Gunther Bachmann (Philip Seymour Hoffman, Synecdoche, New York) is a German intelligence agent running a secret anti-terrorism unit in Hamburg. It isn't really an assignment worthy of his talents at this point in his career, but a failed mission in Beirut sealed his professional fate. Even so, the work he does is challenging and complicated. Recently, he's been tasked with investigating an immigrant named Issa Karpov (Grigoriy Dobrygin, Black Sea), who has been labeled by the German government as a militant jihadist. He's also keeping a watchful eye on the activities of Dr. Faisal Abdullah (Homayoun Ershadi, The Kite Runner), a well-respected philanthropist who may be secretly funneling money to terrorist organizations. Gunther wants to get to the truth of the matter before acting on his suspicions, but his superiors are eager for quick, decisive action. He's also being carefully observed by CIA agent Martha Sullivan (Robin Wright, House of Cards), who may or may not be a trustworthy ally. A pair of additional figures complicate matters further: a good-hearted attorney (Rachel McAdams, True Detective) who is convinced of Karpov's innocence, and a diplomatic banker (Willem Dafoe, Spider-Man) tasked with determining whether Karpov is the rightful heir to a massive fortune.

As is often the case in le Carre stories, we spend a considerable amount of time watching and waiting. The veteran writer depicts the world of undercover intelligence as it (presumably) is rather than as we want it to be; a world of desperately unhip, pencil-pushing workaholics doing their best to accomplish even the most insignificant of tasks while cautiously working their way through a mountain of red tape. While most movies attempts to wring thrills out of gunfights or car chases, this one is so understated that its most suspenseful sequence involves watching a man sign documents. Those who are inclined to appreciate this sort of thing (and I'll freely admit that I'm a le Carre devotee) will find themselves completely absorbed. Those looking for a conventional thriller will be bored.

As le Carre adaptations go, this one isn't quite at the top of the pile. It's easy to admire, but doesn't reach out and grab you as consistently as films like The Constant Gardener and Tinker Tailor Soldier Spy. However, that's largely due to the construction of the story, which is a long, slow, methodical build-up to an ending which... well, how do I put this? The ending IS the movie. I can't reveal what happens, but I can reveal that it's perfectly executed and delivers a startling emotional jolt. Honestly, it's probably the best ending I've seen this year. Is that enough to make the film truly great? No. Maybe. Yes.

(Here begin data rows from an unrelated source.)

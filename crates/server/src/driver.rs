//! In-process tick driver.
//!
//! Calls the engine's `evaluate_tick` on a fixed interval. Ticks never
//! overlap: the next one starts only after the previous one returns, and
//! missed ticks are delayed rather than bunched.

use std::sync::Arc;

use chrono::Utc;
use tokio::time::MissedTickBehavior;
use tracing::{info, warn};

use vigil_rules::TickReport;

use crate::state::AppState;

/// Run one tick now and record it.
pub async fn run_tick(state: &AppState) -> TickReport {
    let report = state.engine.evaluate_tick(Utc::now()).await;
    if !report.is_clean() {
        warn!(
            timed_out = ?report.timed_out,
            write_failures = ?report.write_failures,
            "tick finished with problems"
        );
    }
    state.driver.record(report.clone()).await;
    report
}

/// Main driver loop. Spawned as a tokio task.
pub async fn run_driver(state: Arc<AppState>) {
    let every = state.config.monitor.tick_interval();
    let plan = state.engine.plan();
    info!(
        "Tick driver active: {} file component(s), {} level component(s), every {}s",
        plan.file_components.len(),
        plan.level_components.len(),
        every.as_secs()
    );

    state.driver.set_running(true);
    let mut interval = tokio::time::interval(every);
    interval.set_missed_tick_behavior(MissedTickBehavior::Delay);
    loop {
        interval.tick().await;
        run_tick(&state).await;
    }
}
//! Heartbeat client.

use std::time::Duration;

use chrono::Utc;
use serde::Serialize;

const REQUEST_TIMEOUT: Duration = Duration::from_secs(5);

#[derive(Debug, thiserror::Error)]
pub enum SimError {
    #[error("HTTP error: {0}")]
    Http(#[from] reqwest::Error),

    #[error("server rejected heartbeat ({status}): {body}")]
    Rejected {
        status: reqwest::StatusCode,
        body: String,
    },

    #[error("IO error: {0}")]
    Io(#[from] std::io::Error),
}

#[derive(Debug, Clone, PartialEq, Serialize)]
pub struct HeartbeatPayload {
    pub process_exists: bool,
    pub timestamp: String,
    #[serde(skip_serializing_if = "Option::is_none")]
    pub declared_level: Option<i64>,
}

impl HeartbeatPayload {
    /// Payload stamped with the current UTC time.
    pub fn now(process_exists: bool, declared_level: Option<i64>) -> Self {
        Self {
            process_exists,
            timestamp: Utc::now().to_rfc3339(),
            declared_level,
        }
    }
}

pub struct HeartbeatClient {
    client: reqwest::Client,
    api_base: String,
    component_id: String,
}

impl HeartbeatClient {
    /// `api_base` is the versioned API root, e.g. `http://localhost:8000/api/v1`.
    pub fn new(api_base: &str, component_id: &str) -> Result<Self, SimError> {
        let client = reqwest::Client::builder().timeout(REQUEST_TIMEOUT).build()?;
        Ok(Self {
            client,
            api_base: api_base.trim_end_matches('/').to_string(),
            component_id: component_id.to_string(),
        })
    }

    pub fn url(&self) -> String {
        format!("{}/heartbeat/{}", self.api_base, self.component_id)
    }

    pub async fn send(&self, payload: &HeartbeatPayload) -> Result<(), SimError> {
        let response = self.client.post(self.url()).json(payload).send().await?;
        let status = response.status();
        if status.is_success() {
            return Ok(());
        }
        let body = response.text().await.unwrap_or_default();
        Err(SimError::Rejected { status, body })
    }
}

#[cfg(test)]
mod tests {
    use super::*;

    #[test]
    fn url_joins_without_double_slash() {
        let client = HeartbeatClient::new("http://localhost:8000/api/v1/", "feeder").unwrap();
        assert_eq!(client.url(), "http://localhost:8000/api/v1/heartbeat/feeder");
    }

    #[test]
    fn payload_omits_missing_level() {
        let payload = HeartbeatPayload::now(true, None);
        let json = serde_json::to_value(&payload).unwrap();
        assert_eq!(json["process_exists"], true);
        assert!(json.get("declared_level").is_none());
        assert!(chrono::DateTime::parse_from_rfc3339(json["timestamp"].as_str().unwrap()).is_ok());
    }
}
//! HTTP endpoints.
//!
//! Each sub-module owns a single responsibility area.
//! Shared error types live here in mod.rs.

mod health;
mod heartbeat;
mod status;


use axum::http::StatusCode;
use axum::Json;
use serde::Serialize;
use tracing::warn;

use vigil_rules::StatusError;

// ── Shared types ─────────────────────────────────────────────────

#[derive(Debug, Serialize)]
pub struct ErrorResponse {
    pub error: String,
}

pub type ApiError = (StatusCode, Json<ErrorResponse>);

pub(crate) fn api_error(status: StatusCode, message: impl Into<String>) -> ApiError {
    (
        status,
        Json(ErrorResponse {
            error: message.into(),
        }),
    )
}

impl From<StatusError> for ErrorResponse {
    fn from(e: StatusError) -> Self {
        Self {
            error: e.to_string(),
        }
    }
}

pub(crate) fn status_error(e: StatusError) -> ApiError {
    let code = match &e {
        StatusError::NotFound(_) => StatusCode::NOT_FOUND,
        StatusError::InvalidComponentId(_) => StatusCode::BAD_REQUEST,
        StatusError::Store(err) => {
            warn!(error = %err, "snapshot store read failed");
            StatusCode::SERVICE_UNAVAILABLE
        }
    };
    (code, Json(e.into()))
}

// ── Re-exports ───────────────────────────────────────────────────

pub use health::{health, root};
pub use heartbeat::receive_heartbeat;
pub use status::{all_statuses, component_status};
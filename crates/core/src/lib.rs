pub mod component;
pub mod config;
pub mod error;
pub mod snapshot;
pub mod status;

pub use component::*;
pub use config::Config;
pub use error::*;
pub use snapshot::*;
pub use status::*;
//! Error types for monitor plan loading.

use std::path::PathBuf;

/// Configuration problems detected while loading the file monitor plan or
/// the level schedule. All of them are fatal at startup.
#[derive(Debug, thiserror::Error)]
pub enum ConfigError {
    /// Plan file could not be read.
    #[error("cannot read {path}: {source}")]
    Io {
        path: PathBuf,
        #[source]
        source: std::io::Error,
    },

    /// YAML parse/deserialization error.
    #[error("YAML parse error in {origin}: {source}")]
    Parse {
        origin: String,
        #[source]
        source: serde_yaml::Error,
    },

    /// Cadence expression is not a valid cron expression.
    #[error("invalid cadence '{expression}': {reason}")]
    InvalidCadence { expression: String, reason: String },

    /// Cadence parses but has no trigger before (or after) the load instant.
    #[error("cadence '{expression}' has no {direction} trigger relative to {at}")]
    UnreachableCadence {
        expression: String,
        direction: &'static str,
        at: String,
    },

    /// Time of day is not `HH:MM`.
    #[error("invalid time of day '{value}': expected HH:MM")]
    InvalidTime { value: String },

    /// Level outside `1..=4`.
    #[error("{context}: level {level} is outside 1..=4")]
    LevelOutOfRange { context: String, level: i64 },

    /// Grace period too large to represent or to subtract from a trigger.
    #[error("{context}: grace period of {seconds}s is out of range")]
    GraceOutOfRange { context: String, seconds: u64 },

    /// Component entry without a usable `component_id`.
    #[error("{plan}: component #{index} has no component_id")]
    MissingComponentId { plan: &'static str, index: usize },

    /// Component ID contains characters outside `[A-Za-z0-9_-]`.
    #[error("{plan}: invalid component_id '{id}'")]
    InvalidComponentId { plan: &'static str, id: String },

    /// Same component listed twice in one plan.
    #[error("{plan}: component '{id}' is listed more than once")]
    DuplicateComponent { plan: &'static str, id: String },

    /// Monitored file entry with an empty path.
    #[error("{context}: file path is empty")]
    EmptyPath { context: String },
}

/// Result alias for plan operations.
pub type Result<T> = std::result::Result<T, ConfigError>;
//! Snapshot storage for vigil.
//!
//! This crate provides:
//! - The [`SnapshotStore`] key/value interface with optional per-key TTL
//! - [`MemoryStore`], an in-process implementation
//! - `RedisStore` behind the `redis` feature
//! - [`Snapshots`], typed upserts and reads on the per-component key scheme

pub mod backend;
pub mod error;
pub mod memory;
#[cfg(feature = "redis")]
pub mod redis_store;
pub mod snapshots;

use std::sync::Arc;

use tracing::info;

use vigil_core::config::StoreConfig;

pub use backend::SnapshotStore;
pub use error::StoreError;
pub use memory::MemoryStore;
#[cfg(feature = "redis")]
pub use redis_store::RedisStore;
pub use snapshots::Snapshots;

/// Open the snapshot store selected by config (`memory` or `redis`).
pub async fn open_store(config: &StoreConfig) -> Result<Arc<dyn SnapshotStore>, StoreError> {
    match config.backend.as_str() {
        "memory" => {
            info!("Snapshot store: in-memory (snapshots are lost on restart)");
            Ok(Arc::new(MemoryStore::new()))
        }
        "redis" => open_redis(&config.redis_url).await,
        other => Err(StoreError::NotConfigured(format!(
            "unknown store backend '{}'; supported: memory, redis",
            other
        ))),
    }
}

#[cfg(feature = "redis")]
async fn open_redis(url: &str) -> Result<Arc<dyn SnapshotStore>, StoreError> {
    Ok(Arc::new(RedisStore::connect(url).await?))
}

#[cfg(not(feature = "redis"))]
async fn open_redis(_url: &str) -> Result<Arc<dyn SnapshotStore>, StoreError> {
    Err(StoreError::NotConfigured(
        "redis snapshot store requires the 'redis' Cargo feature".into(),
    ))
}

Then we have the late Philip Seymour Hoffman. I'm not going to pretend that A Most Wanted Man is the greatest performance of his career, but there are moments when it feels like it is. There are moments when a lot of Hoffman performances feel that way. Like so many other Hoffman characters, Gunther is a man who is down on his luck. He eats too much, he drinks too much, he never seems to sleep and his weight forces him to constantly adjust his belt as he walks. Unlike le Carre's George Smiley, Gunther sometimes finds himself unable to properly mask his emotions. Even so, he is a professional, and he speaks with a quiet, unwavering authoritativeness which suggests that he knows what he's doing. I'm not sure that Hoffman's accent sounds authentically German, but whatever he's doing is so consistent that it hardly matters.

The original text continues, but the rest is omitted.